For the data below, restate word for word only the lines from the line containing "match self.orders.update(&order, expected).await?" through the line containing "if let Some(tracking)", both ends included.
[Data for this task — start]
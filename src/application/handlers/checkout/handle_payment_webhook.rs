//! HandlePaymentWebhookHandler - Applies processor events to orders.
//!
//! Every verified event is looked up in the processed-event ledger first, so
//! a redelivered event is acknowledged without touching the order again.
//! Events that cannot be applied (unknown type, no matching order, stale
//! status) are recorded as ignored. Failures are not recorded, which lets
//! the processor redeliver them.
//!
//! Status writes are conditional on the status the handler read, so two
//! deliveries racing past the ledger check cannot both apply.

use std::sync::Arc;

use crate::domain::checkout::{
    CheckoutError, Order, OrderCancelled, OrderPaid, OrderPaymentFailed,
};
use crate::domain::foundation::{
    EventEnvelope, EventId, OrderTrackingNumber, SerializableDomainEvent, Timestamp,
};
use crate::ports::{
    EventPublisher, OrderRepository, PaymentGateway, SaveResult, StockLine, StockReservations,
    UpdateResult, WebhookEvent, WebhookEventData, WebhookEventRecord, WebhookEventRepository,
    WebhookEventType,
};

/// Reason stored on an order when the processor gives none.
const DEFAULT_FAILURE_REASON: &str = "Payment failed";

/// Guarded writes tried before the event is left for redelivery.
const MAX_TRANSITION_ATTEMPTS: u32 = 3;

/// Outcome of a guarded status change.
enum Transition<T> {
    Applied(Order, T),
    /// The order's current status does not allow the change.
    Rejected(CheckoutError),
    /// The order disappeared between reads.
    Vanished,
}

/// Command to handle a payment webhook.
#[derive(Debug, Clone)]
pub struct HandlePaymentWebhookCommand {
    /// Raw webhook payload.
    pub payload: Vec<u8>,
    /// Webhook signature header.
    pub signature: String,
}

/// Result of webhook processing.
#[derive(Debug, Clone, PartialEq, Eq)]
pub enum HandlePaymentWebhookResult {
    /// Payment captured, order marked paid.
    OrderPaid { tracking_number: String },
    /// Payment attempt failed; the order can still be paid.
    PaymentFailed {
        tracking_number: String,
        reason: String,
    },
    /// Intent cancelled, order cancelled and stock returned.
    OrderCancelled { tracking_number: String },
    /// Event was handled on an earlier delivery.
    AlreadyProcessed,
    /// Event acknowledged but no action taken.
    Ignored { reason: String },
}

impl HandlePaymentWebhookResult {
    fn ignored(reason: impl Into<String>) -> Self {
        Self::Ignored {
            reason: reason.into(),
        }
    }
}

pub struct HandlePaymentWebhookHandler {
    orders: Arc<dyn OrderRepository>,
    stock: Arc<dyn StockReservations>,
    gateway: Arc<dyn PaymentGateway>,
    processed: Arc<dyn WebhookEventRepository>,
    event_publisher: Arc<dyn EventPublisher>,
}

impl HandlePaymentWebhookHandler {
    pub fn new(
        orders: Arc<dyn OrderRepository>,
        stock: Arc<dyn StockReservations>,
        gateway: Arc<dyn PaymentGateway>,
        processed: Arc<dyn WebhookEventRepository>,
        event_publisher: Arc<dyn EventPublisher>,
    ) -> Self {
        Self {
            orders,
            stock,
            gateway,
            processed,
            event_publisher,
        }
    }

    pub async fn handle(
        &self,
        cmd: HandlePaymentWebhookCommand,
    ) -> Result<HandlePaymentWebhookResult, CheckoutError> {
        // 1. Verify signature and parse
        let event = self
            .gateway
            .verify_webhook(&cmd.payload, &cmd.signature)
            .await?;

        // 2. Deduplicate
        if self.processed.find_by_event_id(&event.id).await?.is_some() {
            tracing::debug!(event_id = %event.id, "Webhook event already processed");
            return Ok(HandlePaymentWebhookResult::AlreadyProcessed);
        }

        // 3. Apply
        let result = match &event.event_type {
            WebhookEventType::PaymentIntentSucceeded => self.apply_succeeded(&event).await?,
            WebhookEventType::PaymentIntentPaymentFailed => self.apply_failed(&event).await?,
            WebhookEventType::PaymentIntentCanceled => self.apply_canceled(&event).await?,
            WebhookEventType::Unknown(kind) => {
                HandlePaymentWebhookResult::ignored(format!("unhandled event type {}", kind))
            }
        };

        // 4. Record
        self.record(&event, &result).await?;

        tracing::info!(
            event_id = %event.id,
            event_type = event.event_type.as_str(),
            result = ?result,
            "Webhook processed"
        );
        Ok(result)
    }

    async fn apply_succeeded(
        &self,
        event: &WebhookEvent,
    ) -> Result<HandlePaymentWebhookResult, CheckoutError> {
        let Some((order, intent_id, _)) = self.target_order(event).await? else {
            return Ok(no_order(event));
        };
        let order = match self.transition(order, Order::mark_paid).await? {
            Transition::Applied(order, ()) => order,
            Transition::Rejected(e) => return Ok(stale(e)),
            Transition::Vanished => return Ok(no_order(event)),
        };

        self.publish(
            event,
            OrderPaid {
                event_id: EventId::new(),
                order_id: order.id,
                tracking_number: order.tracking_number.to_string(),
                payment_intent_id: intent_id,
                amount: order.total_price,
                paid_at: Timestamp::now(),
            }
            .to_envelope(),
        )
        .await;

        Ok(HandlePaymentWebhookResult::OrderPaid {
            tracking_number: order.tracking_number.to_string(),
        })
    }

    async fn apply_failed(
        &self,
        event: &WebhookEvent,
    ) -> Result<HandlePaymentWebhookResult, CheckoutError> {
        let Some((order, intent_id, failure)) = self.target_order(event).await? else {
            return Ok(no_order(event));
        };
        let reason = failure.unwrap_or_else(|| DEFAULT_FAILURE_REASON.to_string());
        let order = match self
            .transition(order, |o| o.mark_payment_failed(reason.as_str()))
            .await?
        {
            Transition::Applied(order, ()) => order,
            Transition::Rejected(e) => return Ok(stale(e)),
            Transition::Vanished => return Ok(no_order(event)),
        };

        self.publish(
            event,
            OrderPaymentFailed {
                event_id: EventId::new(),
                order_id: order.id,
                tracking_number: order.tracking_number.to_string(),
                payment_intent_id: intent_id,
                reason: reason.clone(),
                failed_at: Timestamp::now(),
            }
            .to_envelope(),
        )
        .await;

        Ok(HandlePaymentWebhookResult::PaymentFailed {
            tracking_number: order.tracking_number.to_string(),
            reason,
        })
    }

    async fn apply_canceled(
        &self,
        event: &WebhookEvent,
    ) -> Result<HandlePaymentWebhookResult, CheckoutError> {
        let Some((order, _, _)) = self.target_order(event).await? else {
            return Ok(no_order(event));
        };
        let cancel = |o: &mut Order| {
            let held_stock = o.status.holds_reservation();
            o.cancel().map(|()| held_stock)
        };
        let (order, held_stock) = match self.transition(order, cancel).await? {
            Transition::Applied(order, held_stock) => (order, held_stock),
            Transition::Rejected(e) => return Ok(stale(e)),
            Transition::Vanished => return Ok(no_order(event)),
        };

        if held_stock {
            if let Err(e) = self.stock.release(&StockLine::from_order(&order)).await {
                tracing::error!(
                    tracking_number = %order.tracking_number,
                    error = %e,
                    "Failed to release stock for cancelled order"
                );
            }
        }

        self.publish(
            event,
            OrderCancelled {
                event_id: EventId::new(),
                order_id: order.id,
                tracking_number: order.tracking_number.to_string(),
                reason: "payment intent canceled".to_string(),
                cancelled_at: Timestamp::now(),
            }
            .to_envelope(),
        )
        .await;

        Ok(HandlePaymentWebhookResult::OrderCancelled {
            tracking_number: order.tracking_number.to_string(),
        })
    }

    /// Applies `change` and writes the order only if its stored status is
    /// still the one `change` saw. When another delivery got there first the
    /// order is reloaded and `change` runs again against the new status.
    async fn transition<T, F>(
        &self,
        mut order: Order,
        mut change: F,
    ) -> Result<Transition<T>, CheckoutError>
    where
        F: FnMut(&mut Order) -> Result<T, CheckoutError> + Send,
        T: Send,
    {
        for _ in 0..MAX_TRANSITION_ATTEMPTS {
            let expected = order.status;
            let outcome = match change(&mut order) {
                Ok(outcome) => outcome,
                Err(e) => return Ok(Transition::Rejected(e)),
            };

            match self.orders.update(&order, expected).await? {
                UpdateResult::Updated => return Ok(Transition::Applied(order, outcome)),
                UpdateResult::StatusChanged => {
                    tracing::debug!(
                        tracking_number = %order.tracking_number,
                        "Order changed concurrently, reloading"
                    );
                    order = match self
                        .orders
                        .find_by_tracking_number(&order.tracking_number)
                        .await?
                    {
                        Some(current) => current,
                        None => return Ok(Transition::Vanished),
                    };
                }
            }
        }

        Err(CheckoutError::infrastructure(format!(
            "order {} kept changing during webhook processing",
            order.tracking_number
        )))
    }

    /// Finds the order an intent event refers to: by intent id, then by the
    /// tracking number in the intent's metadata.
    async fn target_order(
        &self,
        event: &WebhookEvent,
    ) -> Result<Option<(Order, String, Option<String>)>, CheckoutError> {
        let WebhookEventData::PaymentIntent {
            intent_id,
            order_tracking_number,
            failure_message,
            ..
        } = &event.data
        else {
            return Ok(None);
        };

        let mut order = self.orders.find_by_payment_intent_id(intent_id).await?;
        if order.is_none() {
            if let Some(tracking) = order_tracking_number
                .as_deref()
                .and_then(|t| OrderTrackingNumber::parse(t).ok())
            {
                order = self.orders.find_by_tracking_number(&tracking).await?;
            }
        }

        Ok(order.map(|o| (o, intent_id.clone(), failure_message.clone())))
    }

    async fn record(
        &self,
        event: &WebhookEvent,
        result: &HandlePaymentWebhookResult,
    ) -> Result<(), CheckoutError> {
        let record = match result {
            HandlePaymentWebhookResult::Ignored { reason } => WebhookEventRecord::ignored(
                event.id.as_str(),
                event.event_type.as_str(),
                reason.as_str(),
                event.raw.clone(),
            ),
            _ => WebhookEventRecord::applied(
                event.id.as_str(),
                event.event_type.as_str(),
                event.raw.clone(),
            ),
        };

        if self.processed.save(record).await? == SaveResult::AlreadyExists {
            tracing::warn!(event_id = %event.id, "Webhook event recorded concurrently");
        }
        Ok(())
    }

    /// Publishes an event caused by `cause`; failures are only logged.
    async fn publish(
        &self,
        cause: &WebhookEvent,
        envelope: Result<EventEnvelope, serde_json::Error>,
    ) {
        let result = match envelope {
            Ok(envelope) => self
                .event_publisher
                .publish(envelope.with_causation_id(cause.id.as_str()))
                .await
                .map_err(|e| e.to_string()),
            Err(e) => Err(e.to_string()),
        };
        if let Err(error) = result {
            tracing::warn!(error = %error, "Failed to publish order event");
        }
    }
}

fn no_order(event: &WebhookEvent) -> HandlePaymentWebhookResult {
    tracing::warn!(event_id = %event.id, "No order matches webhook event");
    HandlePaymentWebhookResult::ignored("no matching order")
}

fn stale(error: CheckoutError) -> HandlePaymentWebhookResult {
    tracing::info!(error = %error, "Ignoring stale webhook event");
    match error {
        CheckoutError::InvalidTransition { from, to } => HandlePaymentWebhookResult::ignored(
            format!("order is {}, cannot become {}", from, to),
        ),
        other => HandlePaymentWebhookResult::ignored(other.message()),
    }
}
[Data for this task — finish]
Expected output.
            match self.orders.update(&order, expected).await? {
                UpdateResult::Updated => return Ok(Transition::Applied(order, outcome)),
                UpdateResult::StatusChanged => {
                    tracing::debug!(
                        tracking_number = %order.tracking_number,
                        "Order changed concurrently, reloading"
                    );
                    order = match self
                        .orders
                        .find_by_tracking_number(&order.tracking_number)
                        .await?
                    {
                        Some(current) => current,
                        None => return Ok(Transition::Vanished),
                    };
                }
            }
        }

        Err(CheckoutError::infrastructure(format!(
            "order {} kept changing during webhook processing",
            order.tracking_number
        )))
    }

    /// Finds the order an intent event refers to: by intent id, then by the
    /// tracking number in the intent's metadata.
    async fn target_order(
        &self,
        event: &WebhookEvent,
    ) -> Result<Option<(Order, String, Option<String>)>, CheckoutError> {
        let WebhookEventData::PaymentIntent {
            intent_id,
            order_tracking_number,
            failure_message,
            ..
        } = &event.data
        else {
            return Ok(None);
        };

        let mut order = self.orders.find_by_payment_intent_id(intent_id).await?;
        if order.is_none() {
            if let Some(tracking) = order_tracking_number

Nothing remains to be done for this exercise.